O prefeito de Rio Branco, Tião Bocalom (PL), defendeu nesta terça-feira (3) a Ação Direta de Inconstitucionalidade (ADI) movida contra o aumento das emendas parlamentares de 1,15% para 2% da Receita Corrente Líquida. Baseado em parecer da Procuradoria-Geral do Município (PGM), o gestor argumenta que o Legislativo municipal deve seguir o teto federal de 1,55%, alertando que o avanço desproporcional desses valores retira o poder de investimento do Executivo. Para Bocalom, o papel dos vereadores é legislar, e o excesso de recursos impositivos compromete a saúde financeira das prefeituras, especialmente nas cidades menores.
Durante sua visita à Câmara Municipal, o prefeito rebateu possíveis insatisfações dos parlamentares ao listar os benefícios concedidos em sua gestão, como a elevação do repasse do duodécimo de 4% para 5% — um incremento de R$ 15 milhões anuais — e a viabilização da sede própria do Legislativo.
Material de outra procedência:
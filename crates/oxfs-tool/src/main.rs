use std::io::{Read, Write};
use std::path::{Path, PathBuf};

use anyhow::{anyhow, bail, Context, Result};
use clap::{Parser, Subcommand};
use log::{debug, info};
use oxfs::{
    format_volume, open_volume, FileType, FormatOptions, FsError, RecordKind, StoreType, Volume,
    FORMAT_VERSION,
};

#[derive(Parser)]
#[command(author, version, about, long_about = None)]
struct Cli {
    #[command(subcommand)]
    command: Commands,
}

#[derive(Subcommand)]
enum Commands {
    /// Create a new image
    Format {
        /// Offset width: 16, 32 or 64
        bits: u32,

        /// Volume size, e.g. 65535, 64k, 1m
        #[arg(value_parser = parse_size)]
        size: u64,

        image: PathBuf,

        /// Skip the root directory
        #[arg(long)]
        flat: bool,

        /// Seed the id generator from the OS instead of the fixed default
        #[arg(long)]
        random_seed: bool,
    },

    /// List a directory
    Ls {
        image: PathBuf,
        #[arg(default_value = "/")]
        path: String,
    },

    /// Show inode information
    Stat {
        image: PathBuf,
        path: Option<String>,
        #[arg(long, conflicts_with = "path")]
        inode: Option<u64>,
    },

    /// Print a file to stdout
    Read {
        image: PathBuf,
        path: Option<String>,
        #[arg(long, conflicts_with = "path")]
        inode: Option<u64>,
    },

    /// Store a file from disk (or stdin with `-`)
    Write {
        image: PathBuf,
        path: String,
        input: PathBuf,

        /// Expand the image and retry when it is full
        #[arg(long)]
        grow: bool,
    },

    /// Create a directory
    Mkdir { image: PathBuf, path: String },

    /// Remove a file or directory
    Rm {
        image: PathBuf,
        path: String,
        #[arg(short, long)]
        recursive: bool,
    },

    /// Move or rename an entry
    Mv {
        image: PathBuf,
        src: String,
        dest: String,
    },

    /// Slide all records to the front of the image
    Compact { image: PathBuf },

    /// Change the usable size of the image
    Resize {
        image: PathBuf,
        #[arg(value_parser = parse_size)]
        size: u64,
    },

    /// Print every record with its byte range
    Walk { image: PathBuf },

    /// Delete every directory inode
    StripDirs { image: PathBuf },

    /// Copy an image into a freshly formatted one
    Convert {
        image: PathBuf,
        output: PathBuf,

        /// Offset width of the new image
        #[arg(long, default_value_t = 64)]
        bits: u32,

        /// Size of the new image; defaults to the source size
        #[arg(long, value_parser = parse_size)]
        size: Option<u64>,
    },

    /// Check the structure of an image
    Check { image: PathBuf },

    /// Print tool and format versions
    Version,
}

fn parse_size(s: &str) -> Result<u64, String> {
    let s = s.trim();
    let (digits, shift) = match s.chars().last().map(|c| c.to_ascii_lowercase()) {
        Some('k') => (&s[..s.len() - 1], 10),
        Some('m') => (&s[..s.len() - 1], 20),
        Some('g') => (&s[..s.len() - 1], 30),
        _ => (s, 0),
    };
    let value: u64 = digits
        .parse()
        .map_err(|_| format!("invalid size: {}", s))?;
    value
        .checked_mul(1 << shift)
        .ok_or_else(|| format!("size out of range: {}", s))
}

fn store_type(bits: u32) -> Result<StoreType> {
    StoreType::from_bits(bits).ok_or_else(|| anyhow!("unsupported offset width: {} (use 16, 32 or 64)", bits))
}

fn load(image: &Path) -> Result<Box<dyn Volume>> {
    let bytes = std::fs::read(image).with_context(|| format!("reading {}", image.display()))?;
    debug!("Loaded {} ({} bytes)", image.display(), bytes.len());
    open_volume(bytes).with_context(|| format!("opening {}", image.display()))
}

fn save(image: &Path, volume: &dyn Volume) -> Result<()> {
    std::fs::write(image, volume.as_bytes())
        .with_context(|| format!("writing {}", image.display()))?;
    info!("Saved {} ({} bytes)", image.display(), volume.as_bytes().len());
    Ok(())
}

fn type_name(file_type: FileType) -> &'static str {
    match file_type {
        FileType::Directory => "dir",
        FileType::Normal => "file",
        FileType::None => "none",
    }
}

/// Writes `data` to `path`, expanding the volume after each `OutOfSpace`
/// until the write fits or the width's maximum is reached.
fn write_growing(volume: &mut dyn Volume, path: &str, data: &[u8]) -> Result<u64> {
    loop {
        match volume.write(path, data, FileType::Normal) {
            Err(FsError::OutOfSpace { needed, available }) => {
                let max = volume.store_type().max_size();
                let target = volume
                    .size()
                    .saturating_add(needed - available.min(needed))
                    .saturating_add(volume.size() / 2)
                    .min(max);
                if target <= volume.size() {
                    bail!(FsError::OutOfSpace { needed, available });
                }
                info!("Expanding volume from {} to {} bytes", volume.size(), target);
                volume.expand(target)?;
            }
            Err(err) => return Err(err.into()),
            Ok(id) => return Ok(id),
        }
    }
}

fn run(cli: Cli) -> Result<()> {
    match cli.command {
        Commands::Format {
            bits,
            size,
            image,
            flat,
            random_seed,
        } => {
            let store_type = store_type(bits)?;
            let mut options = FormatOptions {
                directories: !flat,
                ..FormatOptions::default()
            };
            if random_seed {
                options.seed = [rand::random(), rand::random()];
            }
            let len = usize::try_from(size).context("size does not fit in memory")?;
            let volume = format_volume(vec![0u8; len], size, store_type, options)?;
            save(&image, volume.as_ref())?;
            println!(
                "Formatted {} as a {}-bit volume of {} bytes",
                image.display(),
                bits,
                size
            );
        }
        Commands::Ls { image, path } => {
            let volume = load(&image)?;
            for entry in volume.ls(&path)? {
                println!(
                    "{:<4} {:>20} {:>10} {:>3} {}",
                    type_name(entry.stat.file_type),
                    entry.stat.inode,
                    entry.stat.size,
                    entry.stat.links,
                    entry.name
                );
            }
        }
        Commands::Stat { image, path, inode } => {
            let volume = load(&image)?;
            let stat = match (inode, path) {
                (Some(id), _) => volume.stat_inode(id)?,
                (None, Some(path)) => volume.stat(&path)?,
                (None, None) => bail!("give a path or --inode"),
            };
            println!("inode: {}", stat.inode);
            println!("type:  {}", type_name(stat.file_type));
            println!("size:  {}", stat.size);
            println!("links: {}", stat.links);
        }
        Commands::Read { image, path, inode } => {
            let volume = load(&image)?;
            let data = match (inode, path) {
                (Some(id), _) => volume.read_inode(id)?,
                (None, Some(path)) => volume.read(&path)?,
                (None, None) => bail!("give a path or --inode"),
            };
            std::io::stdout().write_all(&data)?;
        }
        Commands::Write {
            image,
            path,
            input,
            grow,
        } => {
            let data = if input.as_os_str() == "-" {
                let mut buf = Vec::new();
                std::io::stdin().read_to_end(&mut buf)?;
                buf
            } else {
                std::fs::read(&input).with_context(|| format!("reading {}", input.display()))?
            };
            let mut volume = load(&image)?;
            let id = if grow {
                write_growing(volume.as_mut(), &path, &data)?
            } else {
                volume.write(&path, &data, FileType::Normal)?
            };
            save(&image, volume.as_ref())?;
            println!("Wrote {} bytes to {} (inode {})", data.len(), path, id);
        }
        Commands::Mkdir { image, path } => {
            let mut volume = load(&image)?;
            let id = volume.mkdir(&path)?;
            save(&image, volume.as_ref())?;
            println!("Created {} (inode {})", path, id);
        }
        Commands::Rm {
            image,
            path,
            recursive,
        } => {
            let mut volume = load(&image)?;
            volume.remove(&path, recursive)?;
            save(&image, volume.as_ref())?;
        }
        Commands::Mv { image, src, dest } => {
            let mut volume = load(&image)?;
            volume.rename(&src, &dest)?;
            save(&image, volume.as_ref())?;
        }
        Commands::Compact { image } => {
            let mut volume = load(&image)?;
            volume.compact()?;
            save(&image, volume.as_ref())?;
            println!("{} of {} bytes in use", volume.mem_used(), volume.size());
        }
        Commands::Resize { image, size } => {
            let mut volume = load(&image)?;
            if size > volume.as_bytes().len() as u64 {
                volume.expand(size)?;
            } else {
                volume.resize(size)?;
            }
            save(&image, volume.as_ref())?;
            println!("Volume size is now {} bytes", volume.size());
        }
        Commands::Walk { image } => {
            let volume = load(&image)?;
            volume.walk(&mut |record| {
                let kind = match record.kind {
                    RecordKind::Header => "header".to_string(),
                    RecordKind::Sentinel => "sentinel".to_string(),
                    RecordKind::Inode { id, file_type } => format!("inode {} (type {})", id, file_type),
                };
                println!("{:>10} {:>10}  {}", record.start, record.end, kind);
                Ok(())
            })?;
        }
        Commands::StripDirs { image } => {
            let mut volume = load(&image)?;
            let removed = volume.strip_directories()?;
            save(&image, volume.as_ref())?;
            println!("Removed {} directories", removed);
        }
        Commands::Convert {
            image,
            output,
            bits,
            size,
        } => {
            let source = load(&image)?;
            let size = size.unwrap_or_else(|| source.size());
            let len = usize::try_from(size).context("size does not fit in memory")?;
            let mut dest = format_volume(vec![0u8; len], size, store_type(bits)?, FormatOptions::default())?;
            source.dump_to(dest.as_mut())?;
            save(&output, dest.as_ref())?;
            println!(
                "Converted {} ({}-bit) into {} ({}-bit)",
                image.display(),
                source.store_type().bits(),
                output.display(),
                bits
            );
        }
        Commands::Check { image } => {
            let volume = load(&image)?;
            volume.verify()?;
            let count = volume.inodes()?.len();
            println!(
                "{}: {}-bit, {} inodes, {} of {} bytes in use",
                image.display(),
                volume.store_type().bits(),
                count,
                volume.mem_used(),
                volume.size()
            );
        }
        Commands::Version => {
            println!("oxfs {} (format version {})", env!("CARGO_PKG_VERSION"), FORMAT_VERSION);
        }
    }
    Ok(())
}

fn main() {
    env_logger::init();

    let cli = Cli::parse();

    if let Err(err) = run(cli) {
        eprintln!("oxfs: {:#}", err);
        let code = err
            .chain()
            .find_map(|cause| cause.downcast_ref::<FsError>())
            .map(FsError::code)
            .unwrap_or(1);
        std::process::exit(code);
    }
}

#[cfg(test)]
mod tests {
    use super::*;

    #[test]
    fn sizes_accept_binary_suffixes() {
        assert_eq!(parse_size("4096"), Ok(4096));
        assert_eq!(parse_size("64k"), Ok(65_536));
        assert_eq!(parse_size("1M"), Ok(1 << 20));
        assert_eq!(parse_size("2g"), Ok(2 << 30));
        assert!(parse_size("").is_err());
        assert!(parse_size("12q").is_err());
        assert!(parse_size("99999999999999g").is_err());
    }

    #[test]
    fn widths_map_to_store_types() {
        assert_eq!(store_type(16).unwrap(), StoreType::Fs16);
        assert_eq!(store_type(64).unwrap(), StoreType::Fs64);
        assert!(store_type(8).is_err());
    }

    #[test]
    fn grow_retries_until_the_write_fits() {
        let mut volume =
            format_volume(vec![0u8; 512], 512, StoreType::Fs32, FormatOptions::default()).unwrap();
        let data = vec![1u8; 5000];
        write_growing(volume.as_mut(), "/big", &data).unwrap();
        assert_eq!(volume.read("/big").unwrap(), data);
        volume.verify().unwrap();
    }

    #[test]
    fn grow_stops_at_the_width_limit() {
        let mut volume =
            format_volume(vec![0u8; 1024], 1024, StoreType::Fs16, FormatOptions::default()).unwrap();
        let data = vec![1u8; 70_000];
        assert!(write_growing(volume.as_mut(), "/big", &data).is_err());
    }

    #[test]
    fn cli_parses_subcommands() {
        let cli = Cli::try_parse_from(["oxfs", "format", "32", "1m", "disk.img"]).unwrap();
        assert!(matches!(
            cli.command,
            Commands::Format { bits: 32, size: 1_048_576, .. }
        ));
        let cli = Cli::try_parse_from(["oxfs", "rm", "-r", "disk.img", "/usr"]).unwrap();
        assert!(matches!(cli.command, Commands::Rm { recursive: true, .. }));
        assert!(Cli::try_parse_from(["oxfs", "stat", "disk.img", "/a", "--inode", "5"]).is_err());
    }
}
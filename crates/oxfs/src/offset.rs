//! Offset addressing.
//!
//! Every persistent reference inside a volume is an integer offset from the
//! start of the buffer. The width of those integers (16, 32 or 64 bits) is
//! chosen at format time and selects one of three volume size classes.
//! All conversions between a persisted offset and a slice of the buffer go
//! through [`span`], which is the only place offsets are bounds checked.

use alloc::boxed::Box;
use alloc::vec::Vec;
use core::fmt::{Debug, Display};
use core::ops::Range;

use serde::de::DeserializeOwned;
use serde::Serialize;

use crate::error::{FsError, Result};

/// Tag stored in the header identifying the offset width of a volume.
#[derive(Debug, Clone, Copy, PartialEq, Eq, Hash)]
#[repr(u16)]
pub enum StoreType {
    Fs16 = 1,
    Fs32 = 2,
    Fs64 = 3,
}

impl StoreType {
    pub fn from_tag(tag: u16) -> Option<Self> {
        match tag {
            1 => Some(StoreType::Fs16),
            2 => Some(StoreType::Fs32),
            3 => Some(StoreType::Fs64),
            _ => None,
        }
    }

    pub fn from_bits(bits: u32) -> Option<Self> {
        match bits {
            16 => Some(StoreType::Fs16),
            32 => Some(StoreType::Fs32),
            64 => Some(StoreType::Fs64),
            _ => None,
        }
    }

    pub fn tag(self) -> u16 {
        self as u16
    }

    pub fn bits(self) -> u32 {
        match self {
            StoreType::Fs16 => 16,
            StoreType::Fs32 => 32,
            StoreType::Fs64 => 64,
        }
    }

    /// Largest volume this class can describe.
    pub fn max_size(self) -> u64 {
        match self {
            StoreType::Fs16 => u16::MAX as u64,
            StoreType::Fs32 => u32::MAX as u64,
            StoreType::Fs64 => u64::MAX,
        }
    }
}

/// Unsigned integer width used for offsets, lengths and inode ids.
pub trait Offset:
    Copy + Ord + Default + Debug + Display + Serialize + DeserializeOwned + 'static
{
    /// Encoded width in bytes.
    const WIDTH: usize;
    const MAX: u64;
    const STORE_TYPE: StoreType;

    fn to_u64(self) -> u64;

    fn from_u64(value: u64) -> Option<Self>;

    fn read_be(bytes: &[u8]) -> Option<Self>;

    fn write_be(self, out: &mut [u8]) -> Option<()>;

    /// Narrows a `u64` to this width, failing with `Corrupt` when it
    /// does not fit. Used for values the store computed itself.
    fn narrow(value: u64) -> Result<Self> {
        Self::from_u64(value).ok_or(FsError::Corrupt("offset exceeds volume width"))
    }

    fn to_usize(self) -> Result<usize> {
        usize::try_from(self.to_u64()).map_err(|_| FsError::Corrupt("offset exceeds address space"))
    }
}

macro_rules! impl_offset {
    ($ty:ty, $store:expr) => {
        impl Offset for $ty {
            const WIDTH: usize = core::mem::size_of::<$ty>();
            const MAX: u64 = <$ty>::MAX as u64;
            const STORE_TYPE: StoreType = $store;

            fn to_u64(self) -> u64 {
                self as u64
            }

            fn from_u64(value: u64) -> Option<Self> {
                <$ty>::try_from(value).ok()
            }

            fn read_be(bytes: &[u8]) -> Option<Self> {
                let raw = bytes.get(..Self::WIDTH)?;
                let mut buf = [0u8; core::mem::size_of::<$ty>()];
                buf.copy_from_slice(raw);
                Some(<$ty>::from_be_bytes(buf))
            }

            fn write_be(self, out: &mut [u8]) -> Option<()> {
                out.get_mut(..Self::WIDTH)?
                    .copy_from_slice(&self.to_be_bytes());
                Some(())
            }
        }
    };
}

impl_offset!(u16, StoreType::Fs16);
impl_offset!(u32, StoreType::Fs32);
impl_offset!(u64, StoreType::Fs64);

/// Converts a persisted `(offset, len)` pair into a range of a buffer of
/// `limit` bytes.
pub fn span(offset: u64, len: u64, limit: usize) -> Result<Range<usize>> {
    let end = offset
        .checked_add(len)
        .ok_or(FsError::Corrupt("offset overflow"))?;
    if end > limit as u64 {
        return Err(FsError::Corrupt("offset out of bounds"));
    }
    // end <= limit, so both fit in usize
    Ok(offset as usize..end as usize)
}

/// Backing memory for a volume: RAM, a mapped file, or a loaded disk image.
pub trait Storage {
    fn bytes(&self) -> &[u8];

    fn bytes_mut(&mut self) -> &mut [u8];

    /// Makes at least `len` bytes addressable, preserving the contents.
    fn grow(&mut self, len: usize) -> Result<()>;
}

impl Storage for Vec<u8> {
    fn bytes(&self) -> &[u8] {
        self
    }

    fn bytes_mut(&mut self) -> &mut [u8] {
        self
    }

    fn grow(&mut self, len: usize) -> Result<()> {
        if len > self.len() {
            self.resize(len, 0);
        }
        Ok(())
    }
}

impl Storage for Box<[u8]> {
    fn bytes(&self) -> &[u8] {
        self
    }

    fn bytes_mut(&mut self) -> &mut [u8] {
        self
    }

    fn grow(&mut self, len: usize) -> Result<()> {
        if len > self.len() {
            let mut data = core::mem::take(self).into_vec();
            data.resize(len, 0);
            *self = data.into_boxed_slice();
        }
        Ok(())
    }
}

impl Storage for &mut [u8] {
    fn bytes(&self) -> &[u8] {
        self
    }

    fn bytes_mut(&mut self) -> &mut [u8] {
        self
    }

    fn grow(&mut self, len: usize) -> Result<()> {
        if len > self.len() {
            return Err(FsError::BufferTooSmall {
                needed: len as u64,
                actual: self.len() as u64,
            });
        }
        Ok(())
    }
}

#[cfg(test)]
mod tests {
    use super::*;

    #[test]
    fn big_endian_round_trip_per_width() {
        let mut buf = [0u8; 8];
        0x1234u16.write_be(&mut buf).unwrap();
        assert_eq!(&buf[..2], &[0x12, 0x34]);
        assert_eq!(u16::read_be(&buf), Some(0x1234));

        0xDEAD_BEEFu32.write_be(&mut buf).unwrap();
        assert_eq!(&buf[..4], &[0xDE, 0xAD, 0xBE, 0xEF]);

        0x0102_0304_0506_0708u64.write_be(&mut buf).unwrap();
        assert_eq!(buf, [1, 2, 3, 4, 5, 6, 7, 8]);
    }

    #[test]
    fn short_slices_are_rejected() {
        assert_eq!(u32::read_be(&[1, 2, 3]), None);
        assert_eq!(7u64.write_be(&mut [0u8; 4]), None);
    }

    #[test]
    fn narrowing_checks_width() {
        assert_eq!(u16::from_u64(65_535), Some(u16::MAX));
        assert_eq!(u16::from_u64(65_536), None);
        assert!(u16::narrow(70_000).is_err());
        assert_eq!(u32::MAX as u64, <u32 as Offset>::MAX);
    }

    #[test]
    fn span_bounds() {
        assert_eq!(span(4, 4, 8).unwrap(), 4..8);
        assert!(span(5, 4, 8).is_err());
        assert!(span(u64::MAX, 2, 8).is_err());
    }

    #[test]
    fn store_type_tags() {
        for ty in [StoreType::Fs16, StoreType::Fs32, StoreType::Fs64] {
            assert_eq!(StoreType::from_tag(ty.tag()), Some(ty));
            assert_eq!(StoreType::from_bits(ty.bits()), Some(ty));
        }
        assert_eq!(StoreType::from_tag(0), None);
        assert_eq!(StoreType::from_bits(8), None);
    }

    #[test]
    fn slice_storage_cannot_grow() {
        let mut raw = [0u8; 16];
        let mut storage: &mut [u8] = &mut raw;
        assert!(storage.grow(8).is_ok());
        assert!(matches!(
            storage.grow(32),
            Err(FsError::BufferTooSmall { needed: 32, actual: 16 })
        ));

        let mut boxed: Box<[u8]> = alloc::vec![1u8; 4].into_boxed_slice();
        boxed.grow(8).unwrap();
        assert_eq!(&*boxed, &[1, 1, 1, 1, 0, 0, 0, 0]);
    }
}
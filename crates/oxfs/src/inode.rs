use serde::{Deserialize, Serialize};

use crate::codec;
use crate::error::{FsError, Result};
use crate::offset::Offset;

#[derive(Serialize, Deserialize, Debug, Clone, Copy, PartialEq, Eq, Default)]
#[repr(u8)]
pub enum FileType {
    #[default]
    None = 0,
    Normal = 1,
    Directory = 2,
}

impl FileType {
    pub fn from_u8(tag: u8) -> Option<Self> {
        match tag {
            0 => Some(FileType::None),
            1 => Some(FileType::Normal),
            2 => Some(FileType::Directory),
            _ => None,
        }
    }
}

/// Fixed-size inode record. The payload of `data_len` bytes follows it
/// immediately in the buffer.
#[derive(Serialize, Deserialize, Debug, Clone, Copy, PartialEq, Eq, Default)]
pub struct Inode<W> {
    // allocation order, circular
    pub prev: W,
    pub next: W,
    pub data_len: W,
    pub id: W,
    pub refs: u8,
    pub file_type: u8,
    // id index
    pub left: W,
    pub right: W,
}

impl<W: Offset> Inode<W> {
    pub const SIZE: usize = 6 * W::WIDTH + 2;

    /// Record size including the payload.
    pub fn size(&self) -> u64 {
        Self::SIZE as u64 + self.data_len.to_u64()
    }

    pub fn file_type(&self) -> Result<FileType> {
        FileType::from_u8(self.file_type).ok_or(FsError::Corrupt("unknown file type"))
    }

    pub fn read(bytes: &[u8]) -> Result<Self> {
        let raw = bytes
            .get(..Self::SIZE)
            .ok_or(FsError::Corrupt("inode record truncated"))?;
        codec::decode(raw)
    }

    pub fn write(&self, bytes: &mut [u8]) -> Result<()> {
        let raw = bytes
            .get_mut(..Self::SIZE)
            .ok_or(FsError::Corrupt("inode record truncated"))?;
        codec::encode_into(self, raw)?;
        Ok(())
    }
}
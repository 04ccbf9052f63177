//! Path namespace on top of the inode store.
//!
//! Directories are ordinary inodes whose payload is a list of
//! `(inode id, name)` entries (see `directory.rs`). The tree starts at
//! [`INODE_ROOT_DIR`]. Inode ids are drawn at random from outside the
//! reserved range, so a file keeps its id across renames.

use alloc::collections::BTreeSet;
use alloc::string::{String, ToString};
use alloc::vec;
use alloc::vec::Vec;

use log::{debug, error, info, warn};

use crate::config::{FormatOptions, INODE_RANDOM, INODE_RESERVED_END, INODE_ROOT_DIR};
use crate::directory::{self, Directory};
use crate::error::{FsError, Result};
use crate::inode::FileType;
use crate::offset::{Offset, StoreType, Storage};
use crate::path::{split_parent, PathIterator};
use crate::random::Random;
use crate::store::{FileStat, FileStore, WalkRecord};
use crate::undo::{Step, UndoLog};
use crate::volume::Volume;

/// Draws before [`FileSystem::generate_inode_id`] gives up.
const MAX_ID_ATTEMPTS: usize = 4096;

/// One entry of a directory listing.
#[derive(Debug, Clone, PartialEq, Eq)]
pub struct DirectoryListing {
    pub name: String,
    pub stat: FileStat,
}

pub struct FileSystem<W, B = Vec<u8>> {
    store: FileStore<W, B>,
    rng: Random,
}

pub type FileSystem16<B = Vec<u8>> = FileSystem<u16, B>;
pub type FileSystem32<B = Vec<u8>> = FileSystem<u32, B>;
pub type FileSystem64<B = Vec<u8>> = FileSystem<u64, B>;
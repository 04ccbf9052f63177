//! Well-known ids and format-time options.

use crate::random::{RandomSeed, DEFAULT_SEED};

/// Holds the persisted id generator state.
pub const INODE_RANDOM: u64 = 1;
pub const INODE_ROOT_DIR: u64 = 2;
/// Ids below this are never handed out by the id generator.
pub const INODE_RESERVED_END: u64 = 100;
pub const MAX_NAME_LEN: usize = 255;

#[derive(Debug, Clone, Copy, PartialEq, Eq)]
pub struct FormatOptions {
    /// Create the root directory. Without it the volume is a flat inode
    /// store and path operations fail with `PathNotFound`.
    pub directories: bool,
    pub seed: RandomSeed,
}

impl Default for FormatOptions {
    fn default() -> Self {
        Self {
            directories: true,
            seed: DEFAULT_SEED,
        }
    }
}
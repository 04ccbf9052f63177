use serde::{Deserialize, Serialize};

use crate::codec;
use crate::error::{FsError, Result};
use crate::offset::{Offset, StoreType};

pub const FORMAT_VERSION: u16 = 1;

/// Volume header at offset 0.
#[derive(Serialize, Deserialize, Debug, Clone, Copy, PartialEq, Eq)]
pub struct Header<W> {
    pub version: u16,
    pub store_type: u16,
    /// Bytes of the buffer the store may use.
    pub size: W,
    pub mem_used: W,
    /// Offset of the id index root, 0 when the index is empty.
    pub root_inode: W,
}

impl<W: Offset> Header<W> {
    pub const SIZE: usize = 4 + 3 * W::WIDTH;

    pub fn new(size: W, mem_used: W) -> Self {
        Self {
            version: FORMAT_VERSION,
            store_type: W::STORE_TYPE.tag(),
            size,
            mem_used,
            root_inode: W::default(),
        }
    }

    pub fn read(bytes: &[u8]) -> Result<Self> {
        let raw = bytes
            .get(..Self::SIZE)
            .ok_or(FsError::InvalidFormat("buffer shorter than header"))?;
        codec::decode(raw)
    }

    pub fn write(&self, bytes: &mut [u8]) -> Result<()> {
        let raw = bytes
            .get_mut(..Self::SIZE)
            .ok_or(FsError::InvalidFormat("buffer shorter than header"))?;
        codec::encode_into(self, raw)?;
        Ok(())
    }

    pub fn validate(&self, physical_len: usize) -> Result<()> {
        if self.version != FORMAT_VERSION {
            return Err(FsError::VersionMismatch {
                expected: FORMAT_VERSION,
                found: self.version,
            });
        }
        if self.store_type != W::STORE_TYPE.tag() {
            return Err(FsError::InvalidFormat("store type does not match offset width"));
        }
        if self.size.to_u64() > physical_len as u64 {
            return Err(FsError::BufferTooSmall {
                needed: self.size.to_u64(),
                actual: physical_len as u64,
            });
        }
        if self.mem_used > self.size {
            return Err(FsError::Corrupt("memory in use exceeds volume size"));
        }
        Ok(())
    }
}

/// Reads the width-independent prefix of a header: `(version, store type)`.
pub fn peek(bytes: &[u8]) -> Result<(u16, StoreType)> {
    let version = u16::read_be(bytes).ok_or(FsError::InvalidFormat("buffer shorter than header"))?;
    if version != FORMAT_VERSION {
        return Err(FsError::VersionMismatch {
            expected: FORMAT_VERSION,
            found: version,
        });
    }
    let tag = bytes
        .get(2..)
        .and_then(u16::read_be)
        .ok_or(FsError::InvalidFormat("buffer shorter than header"))?;
    let store_type = StoreType::from_tag(tag).ok_or(FsError::InvalidFormat("unknown store type"))?;
    Ok((version, store_type))
}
Bocalom destacou que, sob seu governo, o valor das emendas individuais saltou de R$ 50 mil para mais de R$ 1 milhão, reforçando que não há motivos para queixas estruturais ou financeiras por parte da Casa.
O gestor enfatizou que sua decisão é estritamente técnica e visa proteger a capacidade de custeio dos municípios acreanos. Ele ressaltou que, como ex-prefeito do interior e ex-presidente da Associação dos Municípios do Acre (Amac), conhece a dificuldade das pequenas cidades em garantir contrapartidas para obras quando a maior parte do orçamento é drenada pelo Legislativo. Bocalom concluiu que, embora compreenda o desejo político por mais verbas, sua prioridade será o estrito cumprimento da legalidade orientada pela PGM.